__What is being asked__
The records must be repeated exactly and in their entirety.

Stored data

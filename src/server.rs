use std::{net::SocketAddr, str::FromStr};

use axum::{
    Json, Router,
    extract::{ConnectInfo, Path, State},
    routing::get,
};
use tower_http::cors::{Any, CorsLayer};

use crate::{
    app_state::{AppError, AppState},
    media::MediaKind,
    playback,
    search,
    streams::SearchResponse,
    user_config::UserConfig,
};

/// `GET /{config}/stream/{stream_type}/{stream_id}`: the player's stream
/// list for one movie or episode.
pub async fn stream_search(
    State(state): State<AppState>,
    Path((config_b64, stream_type, stream_id)): Path<(String, String, String)>,
    ConnectInfo(addr): ConnectInfo<SocketAddr>,
) -> Result<Json<SearchResponse>, AppError> {
    let started = std::time::Instant::now();
    let config = UserConfig::parse(&config_b64)?;
    let kind = MediaKind::from_str(&stream_type)
        .map_err(|_| AppError::bad_request(format!("unknown stream type: {stream_type}")))?;
    let streams = search::search(&state, &config, kind, &stream_id, Some(addr.ip())).await?;
    tracing::info!(took = ?started.elapsed(), "Search request completed");
    Ok(Json(SearchResponse { streams }))
}

pub fn app_router(state: AppState) -> Router {
    let cors = CorsLayer::new()
        .allow_methods(Any)
        .allow_origin(Any)
        .allow_headers(Any);

    Router::new()
        .route(
            "/{config}/stream/{stream_type}/{stream_id}",
            get(stream_search),
        )
        .route(
            "/playback/{config}/{query}",
            get(playback::get_playback).head(playback::head_playback),
        )
        .layer(cors)
        .with_state(state)
}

__Written answer__
filename src/server.rs
use std::{net::SocketAddr, str::FromStr};

use axum::{
    Json, Router,
    extract::{ConnectInfo, Path, State},
    routing::get,
};
use tower_http::cors::{Any, CorsLayer};

use crate::{
    app_state::{AppError, AppState},
    media::MediaKind,
    playback,
    search,
    streams::SearchResponse,
    user_config::UserConfig,
};

/// `GET /{config}/stream/{stream_type}/{stream_id}`: the player's stream
/// list for one movie or episode.
pub async fn stream_search(
    State(state): State<AppState>,
    Path((config_b64, stream_type, stream_id)): Path<(String, String, String)>,
    ConnectInfo(addr): ConnectInfo<SocketAddr>,
) -> Result<Json<SearchResponse>, AppError> {
    let started = std::time::Instant::now();
    let config = UserConfig::parse(&config_b64)?;
    let kind = MediaKind::from_str(&stream_type)
        .map_err(|_| AppError::bad_request(format!("unknown stream type: {stream_type}")))?;
    let streams = search::search(&state, &config, kind, &stream_id, Some(addr.ip())).await?;
    tracing::info!(took = ?started.elapsed(), "Search request completed");
    Ok(Json(SearchResponse { streams }))
}

pub fn app_router(state: AppState) -> Router {
    let cors = CorsLayer::new()
        .allow_methods(Any)
        .allow_origin(Any)
        .allow_headers(Any);

    Router::new()
        .route(
            "/{config}/stream/{stream_type}/{stream_id}",
            get(stream_search),
        )
        .route(
            "/playback/{config}/{query}",
            get(playback::get_playback).head(playback::head_playback),
        )
        .layer(cors)
        .with_state(state)
}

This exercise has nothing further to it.